DATA SHOWN Start Marker
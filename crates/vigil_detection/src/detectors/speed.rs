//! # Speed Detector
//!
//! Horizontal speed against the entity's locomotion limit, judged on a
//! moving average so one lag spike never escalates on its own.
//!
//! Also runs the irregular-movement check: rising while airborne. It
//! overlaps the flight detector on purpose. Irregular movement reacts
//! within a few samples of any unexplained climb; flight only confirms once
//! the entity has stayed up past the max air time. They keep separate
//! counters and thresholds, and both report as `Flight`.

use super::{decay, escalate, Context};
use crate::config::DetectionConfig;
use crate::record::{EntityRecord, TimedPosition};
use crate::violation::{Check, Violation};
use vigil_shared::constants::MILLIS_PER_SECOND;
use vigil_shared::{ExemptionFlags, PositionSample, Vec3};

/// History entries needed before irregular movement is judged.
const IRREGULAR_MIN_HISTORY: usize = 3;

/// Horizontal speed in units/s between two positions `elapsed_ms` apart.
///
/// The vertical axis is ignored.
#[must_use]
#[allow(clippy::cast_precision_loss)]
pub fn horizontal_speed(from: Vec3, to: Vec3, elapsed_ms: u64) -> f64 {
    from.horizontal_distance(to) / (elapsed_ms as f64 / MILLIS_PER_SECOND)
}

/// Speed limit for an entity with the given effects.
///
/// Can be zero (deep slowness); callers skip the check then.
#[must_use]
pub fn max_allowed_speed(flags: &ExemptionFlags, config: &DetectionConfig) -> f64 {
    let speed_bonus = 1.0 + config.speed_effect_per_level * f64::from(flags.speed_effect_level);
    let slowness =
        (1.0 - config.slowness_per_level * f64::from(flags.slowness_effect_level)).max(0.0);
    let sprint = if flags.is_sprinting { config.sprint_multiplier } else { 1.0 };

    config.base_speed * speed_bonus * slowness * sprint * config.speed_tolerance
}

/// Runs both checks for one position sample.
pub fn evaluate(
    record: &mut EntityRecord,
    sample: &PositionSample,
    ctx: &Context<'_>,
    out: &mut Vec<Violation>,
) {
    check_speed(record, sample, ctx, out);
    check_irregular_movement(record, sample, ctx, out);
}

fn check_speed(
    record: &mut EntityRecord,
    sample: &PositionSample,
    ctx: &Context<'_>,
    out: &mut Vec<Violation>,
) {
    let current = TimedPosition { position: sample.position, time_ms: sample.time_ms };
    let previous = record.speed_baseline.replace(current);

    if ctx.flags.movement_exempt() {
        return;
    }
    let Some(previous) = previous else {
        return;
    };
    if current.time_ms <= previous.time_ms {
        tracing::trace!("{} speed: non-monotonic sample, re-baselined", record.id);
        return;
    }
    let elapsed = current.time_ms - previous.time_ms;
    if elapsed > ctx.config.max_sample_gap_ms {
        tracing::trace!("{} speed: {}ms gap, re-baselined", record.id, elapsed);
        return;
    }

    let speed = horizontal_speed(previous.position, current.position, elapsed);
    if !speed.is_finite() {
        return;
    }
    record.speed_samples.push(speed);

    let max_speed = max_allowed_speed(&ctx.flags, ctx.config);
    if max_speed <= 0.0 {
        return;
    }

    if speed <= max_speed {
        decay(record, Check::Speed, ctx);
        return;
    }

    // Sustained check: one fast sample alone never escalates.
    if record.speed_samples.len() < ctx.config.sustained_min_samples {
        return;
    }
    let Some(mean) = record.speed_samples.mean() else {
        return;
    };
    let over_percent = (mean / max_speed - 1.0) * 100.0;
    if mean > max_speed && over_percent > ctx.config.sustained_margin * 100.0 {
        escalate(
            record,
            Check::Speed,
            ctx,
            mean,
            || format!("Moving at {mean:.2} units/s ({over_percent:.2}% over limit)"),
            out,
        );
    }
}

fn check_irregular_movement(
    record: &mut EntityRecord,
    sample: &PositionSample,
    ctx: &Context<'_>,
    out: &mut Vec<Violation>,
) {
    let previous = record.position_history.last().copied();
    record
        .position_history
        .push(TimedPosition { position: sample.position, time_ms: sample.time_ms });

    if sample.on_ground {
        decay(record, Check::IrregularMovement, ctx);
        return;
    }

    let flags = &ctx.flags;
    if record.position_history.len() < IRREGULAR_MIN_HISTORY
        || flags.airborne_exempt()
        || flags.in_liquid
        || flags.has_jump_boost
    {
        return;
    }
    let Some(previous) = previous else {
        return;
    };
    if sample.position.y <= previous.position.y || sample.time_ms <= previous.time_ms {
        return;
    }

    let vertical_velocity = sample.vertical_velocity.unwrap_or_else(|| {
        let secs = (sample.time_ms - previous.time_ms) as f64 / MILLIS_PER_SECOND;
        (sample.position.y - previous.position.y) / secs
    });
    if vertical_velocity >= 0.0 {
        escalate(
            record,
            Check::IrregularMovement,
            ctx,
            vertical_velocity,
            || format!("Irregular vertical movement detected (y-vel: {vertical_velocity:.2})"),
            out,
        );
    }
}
DATA SHOWN End Marker
DATA SHOWN Start Marker
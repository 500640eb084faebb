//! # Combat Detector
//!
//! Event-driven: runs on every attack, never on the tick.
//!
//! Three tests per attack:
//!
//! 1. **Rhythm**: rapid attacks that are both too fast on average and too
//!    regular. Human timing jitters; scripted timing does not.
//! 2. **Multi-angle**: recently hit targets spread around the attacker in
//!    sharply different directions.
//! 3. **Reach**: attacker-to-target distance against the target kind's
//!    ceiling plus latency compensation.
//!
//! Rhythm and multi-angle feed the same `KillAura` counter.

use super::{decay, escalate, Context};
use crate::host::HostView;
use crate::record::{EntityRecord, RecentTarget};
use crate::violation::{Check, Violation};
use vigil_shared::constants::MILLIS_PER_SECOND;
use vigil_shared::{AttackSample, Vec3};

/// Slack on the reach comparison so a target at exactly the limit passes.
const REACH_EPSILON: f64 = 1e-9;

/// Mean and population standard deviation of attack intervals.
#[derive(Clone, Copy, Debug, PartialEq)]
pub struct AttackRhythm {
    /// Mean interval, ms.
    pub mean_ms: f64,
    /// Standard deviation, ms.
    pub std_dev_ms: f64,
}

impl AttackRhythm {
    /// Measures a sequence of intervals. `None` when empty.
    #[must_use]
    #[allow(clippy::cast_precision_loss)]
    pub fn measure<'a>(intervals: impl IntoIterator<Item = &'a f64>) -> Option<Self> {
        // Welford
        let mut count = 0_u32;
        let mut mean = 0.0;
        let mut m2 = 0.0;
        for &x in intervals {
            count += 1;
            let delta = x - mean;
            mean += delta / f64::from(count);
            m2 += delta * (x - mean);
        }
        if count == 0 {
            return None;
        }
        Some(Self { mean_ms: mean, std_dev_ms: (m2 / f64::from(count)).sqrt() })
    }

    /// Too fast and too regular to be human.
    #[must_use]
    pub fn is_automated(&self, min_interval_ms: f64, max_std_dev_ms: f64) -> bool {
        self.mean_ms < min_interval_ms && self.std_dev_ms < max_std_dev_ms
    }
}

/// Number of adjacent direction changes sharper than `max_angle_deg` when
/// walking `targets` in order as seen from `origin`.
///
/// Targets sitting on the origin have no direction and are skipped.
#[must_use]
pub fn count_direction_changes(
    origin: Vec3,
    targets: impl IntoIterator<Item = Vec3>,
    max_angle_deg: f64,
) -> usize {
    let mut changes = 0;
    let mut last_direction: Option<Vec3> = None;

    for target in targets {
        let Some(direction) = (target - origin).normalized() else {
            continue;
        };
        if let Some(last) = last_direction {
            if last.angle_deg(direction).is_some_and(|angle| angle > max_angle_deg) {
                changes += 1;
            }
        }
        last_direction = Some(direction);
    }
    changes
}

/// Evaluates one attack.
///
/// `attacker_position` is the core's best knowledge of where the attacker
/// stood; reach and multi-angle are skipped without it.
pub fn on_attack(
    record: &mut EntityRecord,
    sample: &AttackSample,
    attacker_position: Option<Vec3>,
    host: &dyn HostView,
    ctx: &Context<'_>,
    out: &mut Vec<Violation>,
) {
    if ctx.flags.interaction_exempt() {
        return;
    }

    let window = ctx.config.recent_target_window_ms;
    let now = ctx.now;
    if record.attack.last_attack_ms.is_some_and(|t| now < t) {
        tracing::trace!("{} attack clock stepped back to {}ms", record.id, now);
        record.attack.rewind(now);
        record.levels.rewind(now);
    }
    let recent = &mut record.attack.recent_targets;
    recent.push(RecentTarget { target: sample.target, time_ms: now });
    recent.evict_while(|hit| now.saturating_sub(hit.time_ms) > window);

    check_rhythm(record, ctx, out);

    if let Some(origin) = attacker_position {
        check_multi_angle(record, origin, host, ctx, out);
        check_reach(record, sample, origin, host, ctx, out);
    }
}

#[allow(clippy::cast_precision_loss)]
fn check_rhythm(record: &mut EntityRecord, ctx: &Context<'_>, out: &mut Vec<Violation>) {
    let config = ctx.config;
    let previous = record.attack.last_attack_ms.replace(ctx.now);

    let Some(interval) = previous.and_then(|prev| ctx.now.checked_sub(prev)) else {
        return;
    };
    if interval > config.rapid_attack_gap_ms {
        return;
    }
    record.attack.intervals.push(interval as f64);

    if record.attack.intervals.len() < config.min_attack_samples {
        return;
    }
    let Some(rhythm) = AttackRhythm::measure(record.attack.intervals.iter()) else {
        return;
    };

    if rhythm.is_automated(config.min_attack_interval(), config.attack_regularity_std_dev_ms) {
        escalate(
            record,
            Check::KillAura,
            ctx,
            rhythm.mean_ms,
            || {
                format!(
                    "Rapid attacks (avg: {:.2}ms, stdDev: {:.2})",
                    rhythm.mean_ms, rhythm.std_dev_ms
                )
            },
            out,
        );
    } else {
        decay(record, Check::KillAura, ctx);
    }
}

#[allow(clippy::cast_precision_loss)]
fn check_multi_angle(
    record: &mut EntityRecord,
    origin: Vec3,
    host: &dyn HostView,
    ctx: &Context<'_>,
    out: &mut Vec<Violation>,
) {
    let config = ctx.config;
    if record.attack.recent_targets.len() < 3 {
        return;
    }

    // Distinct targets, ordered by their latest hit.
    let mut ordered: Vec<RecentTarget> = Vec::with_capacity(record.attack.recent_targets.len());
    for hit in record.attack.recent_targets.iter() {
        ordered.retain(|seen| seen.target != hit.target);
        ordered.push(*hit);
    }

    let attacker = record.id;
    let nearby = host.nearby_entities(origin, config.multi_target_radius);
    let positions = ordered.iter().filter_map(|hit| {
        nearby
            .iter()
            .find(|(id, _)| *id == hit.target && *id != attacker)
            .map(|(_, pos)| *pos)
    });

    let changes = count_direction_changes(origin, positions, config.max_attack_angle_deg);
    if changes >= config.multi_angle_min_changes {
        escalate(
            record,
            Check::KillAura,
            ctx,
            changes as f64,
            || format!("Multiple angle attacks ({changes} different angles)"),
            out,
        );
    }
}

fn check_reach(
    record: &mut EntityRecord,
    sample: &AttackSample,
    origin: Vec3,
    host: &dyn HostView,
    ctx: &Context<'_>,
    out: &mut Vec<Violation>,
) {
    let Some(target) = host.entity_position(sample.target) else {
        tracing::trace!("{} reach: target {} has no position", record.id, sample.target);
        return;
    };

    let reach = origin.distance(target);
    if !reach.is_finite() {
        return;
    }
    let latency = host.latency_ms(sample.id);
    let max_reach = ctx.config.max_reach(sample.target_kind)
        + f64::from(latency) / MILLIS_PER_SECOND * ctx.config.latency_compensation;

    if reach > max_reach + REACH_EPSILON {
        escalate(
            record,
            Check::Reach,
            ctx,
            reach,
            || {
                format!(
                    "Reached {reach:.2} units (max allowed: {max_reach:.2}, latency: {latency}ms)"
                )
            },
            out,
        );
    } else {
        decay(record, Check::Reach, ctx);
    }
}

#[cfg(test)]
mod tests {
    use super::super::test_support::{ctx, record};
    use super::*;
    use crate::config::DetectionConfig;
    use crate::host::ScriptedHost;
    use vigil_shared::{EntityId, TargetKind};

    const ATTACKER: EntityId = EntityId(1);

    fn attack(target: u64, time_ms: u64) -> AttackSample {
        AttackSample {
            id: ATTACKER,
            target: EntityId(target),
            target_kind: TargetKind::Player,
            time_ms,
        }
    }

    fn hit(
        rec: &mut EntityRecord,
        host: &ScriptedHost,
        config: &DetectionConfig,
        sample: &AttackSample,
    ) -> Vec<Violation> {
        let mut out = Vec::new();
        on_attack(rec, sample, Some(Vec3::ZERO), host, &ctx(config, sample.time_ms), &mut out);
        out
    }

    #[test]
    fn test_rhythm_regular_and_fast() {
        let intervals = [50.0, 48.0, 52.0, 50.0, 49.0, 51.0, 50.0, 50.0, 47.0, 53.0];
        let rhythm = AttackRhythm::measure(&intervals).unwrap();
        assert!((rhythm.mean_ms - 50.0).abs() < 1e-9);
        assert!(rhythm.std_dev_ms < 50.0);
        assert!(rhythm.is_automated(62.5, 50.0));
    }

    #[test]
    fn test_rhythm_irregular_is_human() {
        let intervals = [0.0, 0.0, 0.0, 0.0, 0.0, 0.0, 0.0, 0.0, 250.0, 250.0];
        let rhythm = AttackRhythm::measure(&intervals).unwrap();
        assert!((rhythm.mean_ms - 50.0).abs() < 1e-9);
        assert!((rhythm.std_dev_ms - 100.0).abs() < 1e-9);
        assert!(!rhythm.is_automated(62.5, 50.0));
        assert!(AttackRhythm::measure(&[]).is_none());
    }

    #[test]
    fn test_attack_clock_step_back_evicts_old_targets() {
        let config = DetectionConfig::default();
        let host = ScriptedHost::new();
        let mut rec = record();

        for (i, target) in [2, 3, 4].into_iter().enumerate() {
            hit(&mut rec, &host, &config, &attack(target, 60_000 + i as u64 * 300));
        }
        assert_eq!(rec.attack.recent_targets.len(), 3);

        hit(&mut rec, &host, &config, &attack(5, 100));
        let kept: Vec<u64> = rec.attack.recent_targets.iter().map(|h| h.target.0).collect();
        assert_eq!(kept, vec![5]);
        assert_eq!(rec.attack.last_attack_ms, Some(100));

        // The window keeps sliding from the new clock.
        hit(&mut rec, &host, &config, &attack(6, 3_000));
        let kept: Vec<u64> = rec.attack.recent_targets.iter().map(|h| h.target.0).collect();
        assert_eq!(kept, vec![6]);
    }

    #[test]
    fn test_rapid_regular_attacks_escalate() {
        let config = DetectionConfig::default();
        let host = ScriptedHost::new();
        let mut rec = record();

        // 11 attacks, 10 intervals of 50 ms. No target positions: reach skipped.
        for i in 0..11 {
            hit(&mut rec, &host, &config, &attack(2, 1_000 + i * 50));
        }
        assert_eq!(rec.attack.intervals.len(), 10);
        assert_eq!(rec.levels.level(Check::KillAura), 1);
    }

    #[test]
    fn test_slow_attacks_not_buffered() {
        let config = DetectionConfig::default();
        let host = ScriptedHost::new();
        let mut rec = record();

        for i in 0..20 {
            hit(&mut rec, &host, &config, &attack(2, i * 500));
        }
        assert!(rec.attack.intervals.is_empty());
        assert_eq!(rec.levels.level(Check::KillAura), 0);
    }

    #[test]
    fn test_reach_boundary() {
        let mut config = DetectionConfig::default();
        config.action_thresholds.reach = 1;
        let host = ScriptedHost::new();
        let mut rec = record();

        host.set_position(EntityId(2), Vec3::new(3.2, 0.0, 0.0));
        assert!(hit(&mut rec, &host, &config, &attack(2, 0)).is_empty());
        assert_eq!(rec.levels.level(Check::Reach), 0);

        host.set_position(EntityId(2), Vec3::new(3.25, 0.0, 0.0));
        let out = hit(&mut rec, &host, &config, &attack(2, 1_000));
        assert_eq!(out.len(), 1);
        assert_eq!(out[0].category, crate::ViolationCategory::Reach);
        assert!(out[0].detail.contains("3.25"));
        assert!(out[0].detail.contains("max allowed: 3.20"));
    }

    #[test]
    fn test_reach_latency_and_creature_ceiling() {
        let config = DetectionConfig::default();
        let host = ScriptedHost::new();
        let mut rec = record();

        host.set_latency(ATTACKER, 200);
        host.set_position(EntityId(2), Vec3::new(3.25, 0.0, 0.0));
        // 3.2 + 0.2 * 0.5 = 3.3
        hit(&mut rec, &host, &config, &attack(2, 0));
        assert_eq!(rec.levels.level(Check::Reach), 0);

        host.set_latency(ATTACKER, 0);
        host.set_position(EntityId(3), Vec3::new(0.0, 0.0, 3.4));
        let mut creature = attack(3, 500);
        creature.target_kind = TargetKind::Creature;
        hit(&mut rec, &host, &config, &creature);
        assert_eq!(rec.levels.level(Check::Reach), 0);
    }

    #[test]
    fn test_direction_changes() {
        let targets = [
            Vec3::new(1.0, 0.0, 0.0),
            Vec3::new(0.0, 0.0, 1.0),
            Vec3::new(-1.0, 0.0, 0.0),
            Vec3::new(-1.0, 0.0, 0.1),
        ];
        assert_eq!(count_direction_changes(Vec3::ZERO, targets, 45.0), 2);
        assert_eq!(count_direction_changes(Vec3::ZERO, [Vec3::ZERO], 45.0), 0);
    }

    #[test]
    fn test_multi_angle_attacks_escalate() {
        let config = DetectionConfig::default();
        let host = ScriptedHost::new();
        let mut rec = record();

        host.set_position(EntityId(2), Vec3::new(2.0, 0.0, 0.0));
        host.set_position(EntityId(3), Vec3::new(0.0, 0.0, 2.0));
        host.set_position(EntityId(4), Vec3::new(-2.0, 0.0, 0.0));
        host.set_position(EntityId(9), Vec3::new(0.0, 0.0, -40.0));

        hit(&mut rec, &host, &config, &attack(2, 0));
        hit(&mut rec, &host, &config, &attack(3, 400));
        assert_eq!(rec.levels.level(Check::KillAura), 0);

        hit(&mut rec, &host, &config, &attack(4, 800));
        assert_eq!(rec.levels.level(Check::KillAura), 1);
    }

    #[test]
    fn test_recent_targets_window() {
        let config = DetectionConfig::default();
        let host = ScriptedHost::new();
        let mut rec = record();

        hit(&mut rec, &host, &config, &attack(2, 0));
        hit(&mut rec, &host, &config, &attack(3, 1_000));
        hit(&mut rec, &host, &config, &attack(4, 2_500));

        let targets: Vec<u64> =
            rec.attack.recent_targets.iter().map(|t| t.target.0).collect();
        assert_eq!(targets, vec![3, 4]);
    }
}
DATA SHOWN End Marker
WHAT THIS TASK INVOLVES:
The answer should be a single number: how many lines in the entries contain "usize".

TASK ANSWER:
2